Matt DiLallo (Brookfield Infrastructure): Brookfield Infrastructure built its business to produce a steadily rising income stream for its investors. The global infrastructure operator has increased its payout every year since its formation in 2009 and the company has grown its dividend payment at a roughly 10% compound annual rate over those 13 years. 

A big driver is its business model. The company owns a diversified portfolio of stable infrastructure businesses. Brookfield gets 90% of its cash flow from long-term contracts and government-regulated rates, with roughly 70% of those rate structures indexed to inflation. That provides the company with a strong foundation of steadily rising cash flow.

Meanwhile, Brookfield pays out 60% to 70% of that cash flow via its dividend, which currently yields 2.9%. That gives it a nice cushion while allowing it to retain the other 30% to 40% for maintenance and expansion projects. Brookfield also has a strong, investment-grade balance sheet, further enhancing its ability to invest in expansion.

Along with rising volumes as the global economy grows, those expansions and inflation-driven rate increases should help organically grow the company's cash flow per share by 6% to 9% per year. That supports Brookfield's plan to increase its dividend at a 5% to 9% annual rate.

Brookfield can further boost its growth rate through its capital recycling program. The company routinely sells mature infrastructure businesses and reinvests the proceeds into higher-returning investment opportunities. It should have no shortage of options given the estimated $80 trillion needed to maintain and expand global infrastructure through 2040.

With a business built to endure, and the financial flexibility to capitalize on the enormous global infrastructure opportunity, Brookfield Infrastructure should be able to supply decades of passive income to its investors.

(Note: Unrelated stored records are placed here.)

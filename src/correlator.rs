//! Matches inbound stanzas to callers waiting for a reply.
//!
//! Waiters are kept in registration order behind one mutex, so `offer` and
//! `create_pending` can never race each other into losing a stanza. Every
//! waiter resolves exactly once: with the matching stanza, with a timeout, or
//! with "connection closed" when the connection terminates.

use std::sync::{Arc, Mutex, PoisonError};
use std::time::Duration;

use tokio::sync::oneshot;
use tokio::time::Instant;
use tracing::debug;

use crate::error::RequestError;
use crate::stanza::Stanza;

/// Predicate deciding whether an inbound stanza answers a pending request.
pub trait StanzaFilter: Send + Sync {
    fn matches(&self, stanza: &Stanza) -> bool;
}

impl<F> StanzaFilter for F
where
    F: Fn(&Stanza) -> bool + Send + Sync,
{
    fn matches(&self, stanza: &Stanza) -> bool {
        self(stanza)
    }
}

/// Matches the `result`/`error` reply to an IQ request.
#[derive(Debug, Clone)]
pub struct IqReplyFilter {
    id: String,
    from: Option<String>,
}

impl IqReplyFilter {
    /// Filter for replies to `request`. If the request was addressed, the reply
    /// must come from that address.
    pub fn for_request(request: &Stanza) -> Self {
        Self {
            id: request.id().unwrap_or_default().to_string(),
            from: request.to().map(str::to_string),
        }
    }
}

impl StanzaFilter for IqReplyFilter {
    fn matches(&self, stanza: &Stanza) -> bool {
        if !stanza.is_iq_response() || stanza.id() != Some(self.id.as_str()) {
            return false;
        }
        match &self.from {
            Some(expected) => stanza.from() == Some(expected.as_str()),
            None => true,
        }
    }
}

type Outcome = Result<Stanza, RequestError>;

struct Waiter {
    id: u64,
    filter: Box<dyn StanzaFilter>,
    timeout: Duration,
    deadline: Instant,
    tx: oneshot::Sender<Outcome>,
}

#[derive(Default)]
struct Waiters {
    list: Vec<Waiter>,
    next_id: u64,
    /// Set once the connection has terminated; new waiters fail immediately.
    closed: Option<String>,
}

/// Handle returned by [`Correlator::create_pending`].
#[derive(Debug)]
pub struct PendingRequest {
    id: u64,
    timeout: Duration,
    deadline: Instant,
    rx: oneshot::Receiver<Outcome>,
}

impl PendingRequest {
    pub fn deadline(&self) -> Instant {
        self.deadline
    }
}

#[derive(Default)]
pub struct Correlator {
    waiters: Mutex<Waiters>,
}

impl Correlator {
    pub fn new() -> Arc<Self> {
        Arc::new(Self::default())
    }

    fn lock(&self) -> std::sync::MutexGuard<'_, Waiters> {
        self.waiters.lock().unwrap_or_else(PoisonError::into_inner)
    }

    /// Register a waiter. Must be called before the request is sent, so the
    /// reply cannot arrive before anyone is listening.
    pub fn create_pending(&self, filter: impl StanzaFilter + 'static, timeout: Duration) -> PendingRequest {
        let (tx, rx) = oneshot::channel();
        let deadline = Instant::now() + timeout;
        let mut guard = self.lock();
        let waiters = &mut *guard;
        let id = waiters.next_id;
        waiters.next_id += 1;
        match &waiters.closed {
            Some(reason) => {
                let _ = tx.send(Err(RequestError::ConnectionClosed(reason.clone())));
            }
            None => waiters.list.push(Waiter {
                id,
                filter: Box::new(filter),
                timeout,
                deadline,
                tx,
            }),
        }
        PendingRequest {
            id,
            timeout,
            deadline,
            rx,
        }
    }

    /// Hand an inbound stanza to the first registered waiter that matches.
    ///
    /// Returns whether the stanza was consumed.
    pub fn offer(&self, stanza: &Stanza) -> bool {
        let now = Instant::now();
        let mut waiters = self.lock();

        // Expired waiters never receive a stanza, and abandoned ones (handle
        // dropped) must not swallow a reply meant for a live waiter.
        let mut i = 0;
        while i < waiters.list.len() {
            if waiters.list[i].tx.is_closed() {
                let abandoned = waiters.list.remove(i);
                debug!(waiter = abandoned.id, "Dropping abandoned pending request");
            } else if waiters.list[i].deadline <= now {
                let expired = waiters.list.remove(i);
                let _ = expired.tx.send(Err(RequestError::Timeout(expired.timeout)));
            } else {
                i += 1;
            }
        }

        let Some(pos) = waiters.list.iter().position(|w| w.filter.matches(stanza)) else {
            return false;
        };
        let waiter = waiters.list.remove(pos);
        debug!(waiter = waiter.id, id = ?stanza.id(), "Reply matched pending request");
        waiter.tx.send(Ok(stanza.clone())).is_ok()
    }

    /// Wait for the outcome of a pending request.
    pub async fn wait(&self, mut pending: PendingRequest) -> Result<Stanza, RequestError> {
        match tokio::time::timeout_at(pending.deadline, &mut pending.rx).await {
            Ok(Ok(outcome)) => outcome,
            Ok(Err(_)) => Err(RequestError::ConnectionClosed("correlator dropped".to_string())),
            Err(_) => {
                if self.remove(pending.id) {
                    return Err(RequestError::Timeout(pending.timeout));
                }
                // Already resolved by offer/close just before the deadline fired.
                match pending.rx.try_recv() {
                    Ok(outcome) => outcome,
                    Err(_) => Err(RequestError::Timeout(pending.timeout)),
                }
            }
        }
    }

    /// Withdraw a request whose stanza could not be sent.
    pub fn cancel(&self, pending: PendingRequest) {
        self.remove(pending.id);
    }

    fn remove(&self, id: u64) -> bool {
        let mut waiters = self.lock();
        match waiters.list.iter().position(|w| w.id == id) {
            Some(pos) => {
                waiters.list.remove(pos);
                true
            }
            None => false,
        }
    }

    /// Release every waiter with a connection-closed outcome and refuse new ones.
    pub fn close(&self, reason: &str) {
        let mut waiters = self.lock();
        waiters.closed = Some(reason.to_string());
        let released = waiters.list.len();
        for waiter in waiters.list.drain(..) {
            let _ = waiter.tx.send(Err(RequestError::ConnectionClosed(reason.to_string())));
        }
        if released > 0 {
            debug!(released, reason, "Released pending requests");
        }
    }

    pub fn pending_count(&self) -> usize {
        self.lock().list.len()
    }
}

#[cfg(test)]
mod tests {
    use super::*;
    use crate::registry::CodecRegistry;

    fn reply(id: &str, from: Option<&str>) -> Stanza {
        let from = from.map(|f| format!(" from='{}'", f)).unwrap_or_default();
        Stanza::parse(
            &format!("<iq xmlns='jabber:client' type='result' id='{}'{}/>", id, from),
            &CodecRegistry::new(),
        )
        .unwrap()
    }

    #[tokio::test]
    async fn test_reply_fulfils_pending_request() {
        let correlator = Correlator::new();
        let request = Stanza::iq("get").with_attr("to", "capulet.lit");
        let pending = correlator.create_pending(IqReplyFilter::for_request(&request), Duration::from_secs(5));

        let id = request.id().unwrap();
        assert!(!correlator.offer(&reply(id, Some("montague.lit"))));
        assert!(correlator.offer(&reply(id, Some("capulet.lit"))));

        let stanza = correlator.wait(pending).await.unwrap();
        assert_eq!(stanza.id(), Some(id));
        assert_eq!(correlator.pending_count(), 0);
    }

    #[tokio::test]
    async fn test_never_matching_request_times_out_once() {
        let correlator = Correlator::new();
        let pending = correlator.create_pending(|_: &Stanza| false, Duration::from_millis(50));

        assert!(!correlator.offer(&reply("x", None)));
        let started = std::time::Instant::now();
        let result = correlator.wait(pending).await;
        assert_eq!(result.unwrap_err(), RequestError::Timeout(Duration::from_millis(50)));
        assert!(started.elapsed() >= Duration::from_millis(40));

        // Nothing left that could fire a second time.
        assert_eq!(correlator.pending_count(), 0);
        assert!(!correlator.offer(&reply("x", None)));
    }

    #[tokio::test]
    async fn test_expired_waiter_is_not_fulfilled() {
        let correlator = Correlator::new();
        let pending = correlator.create_pending(|_: &Stanza| true, Duration::from_millis(10));
        tokio::time::sleep(Duration::from_millis(30)).await;

        assert!(!correlator.offer(&reply("late", None)));
        assert!(matches!(correlator.wait(pending).await, Err(RequestError::Timeout(_))));
    }

    #[tokio::test]
    async fn test_first_registered_first_matched() {
        let correlator = Correlator::new();
        let first = correlator.create_pending(|_: &Stanza| true, Duration::from_secs(5));
        let second = correlator.create_pending(|_: &Stanza| true, Duration::from_secs(5));

        assert!(correlator.offer(&reply("a", None)));
        assert_eq!(correlator.wait(first).await.unwrap().id(), Some("a"));
        assert_eq!(correlator.pending_count(), 1);

        assert!(correlator.offer(&reply("b", None)));
        assert_eq!(correlator.wait(second).await.unwrap().id(), Some("b"));
    }

    #[tokio::test]
    async fn test_close_releases_waiters() {
        let correlator = Correlator::new();
        let pending = correlator.create_pending(|_: &Stanza| false, Duration::from_secs(60));

        let waiter = {
            let correlator = correlator.clone();
            tokio::spawn(async move { correlator.wait(pending).await })
        };
        tokio::time::sleep(Duration::from_millis(10)).await;
        correlator.close("shutdown");

        let result = waiter.await.unwrap();
        assert_eq!(result.unwrap_err(), RequestError::ConnectionClosed("shutdown".to_string()));

        let late = correlator.create_pending(|_: &Stanza| true, Duration::from_secs(60));
        assert!(matches!(correlator.wait(late).await, Err(RequestError::ConnectionClosed(_))));
        assert_eq!(correlator.pending_count(), 0);
    }

    #[tokio::test]
    async fn test_abandoned_waiter_does_not_swallow_reply() {
        let correlator = Correlator::new();
        let abandoned = correlator.create_pending(|s: &Stanza| s.id() == Some("r1"), Duration::from_secs(5));
        drop(abandoned);
        let live = correlator.create_pending(|s: &Stanza| s.id() == Some("r1"), Duration::from_secs(5));

        assert!(correlator.offer(&reply("r1", None)));
        assert_eq!(correlator.wait(live).await.unwrap().id(), Some("r1"));
        assert_eq!(correlator.pending_count(), 0);
    }

    #[tokio::test]
    async fn test_reply_for_abandoned_waiter_only_is_not_consumed() {
        let correlator = Correlator::new();
        drop(correlator.create_pending(|_: &Stanza| true, Duration::from_secs(5)));

        assert!(!correlator.offer(&reply("r2", None)));
        assert_eq!(correlator.pending_count(), 0);
    }

    #[tokio::test]
    async fn test_concurrent_requests_are_independent() {
        let correlator = Correlator::new();
        let mut tasks = Vec::new();
        let mut ids = Vec::new();
        for _ in 0..16 {
            let request = Stanza::iq("get");
            let id = request.id().unwrap().to_string();
            let pending = correlator.create_pending(IqReplyFilter::for_request(&request), Duration::from_secs(5));
            let correlator = correlator.clone();
            let expected = id.clone();
            tasks.push(tokio::spawn(async move {
                let stanza = correlator.wait(pending).await.unwrap();
                assert_eq!(stanza.id(), Some(expected.as_str()));
            }));
            ids.push(id);
        }
        for id in ids.iter().rev() {
            assert!(correlator.offer(&reply(id, None)));
        }
        for task in tasks {
            task.await.unwrap();
        }
    }
}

This stock is aiming for double-digit dividend growth

Neha Chamaria (NextEra Energy Partners): While every dividend stock earns you passive income, not all of them have the potential to grow their payout over time. The ones that do often have a strong history of dividend growth, and more importantly, have big growth catalysts ahead that can support larger dividends. NextEra Energy Partners has both: The company has increased its dividend payout every quarter since going public in 2014 and is among the top players in the high-potential clean energy industry.

NextEra Energy Partners started with roughly 1 gigawatt (GW) of renewables capacity in 2014. By 2021, its portfolio had grown to 8 GW and its customer base had grown by more than 12-fold. The company currently generates more than half of its cash available for distribution from wind energy, and of the remaining, almost equal parts come from solar energy and natural gas pipelines. Those assets generate stable cash flows under long-term contracts, which is why the company has been able to grow its dividend per share by more than 50% in just the past five years.

What are the chances that NextEra Energy Partners will be able to pay you regular and growing dividends for decades to come? High, I'd say. Backed by sponsor NextEra Energy, NextEra Energy Partners has three avenues to expand its portfolio: acquisitions from its sponsor's clean energy arm, third-party acquisitions, and organic growth. The company is already confident about its ability to tap opportunities and generate robust cash flows, so much so that it's targeting compound annual dividend per share growth of 12% to 15% between 2021 and 2024.

That's some solid passive income growth to bank on, and if you buy NextEra Energy Partners stock now, you also get to enjoy a decent dividend yield of 3.6%.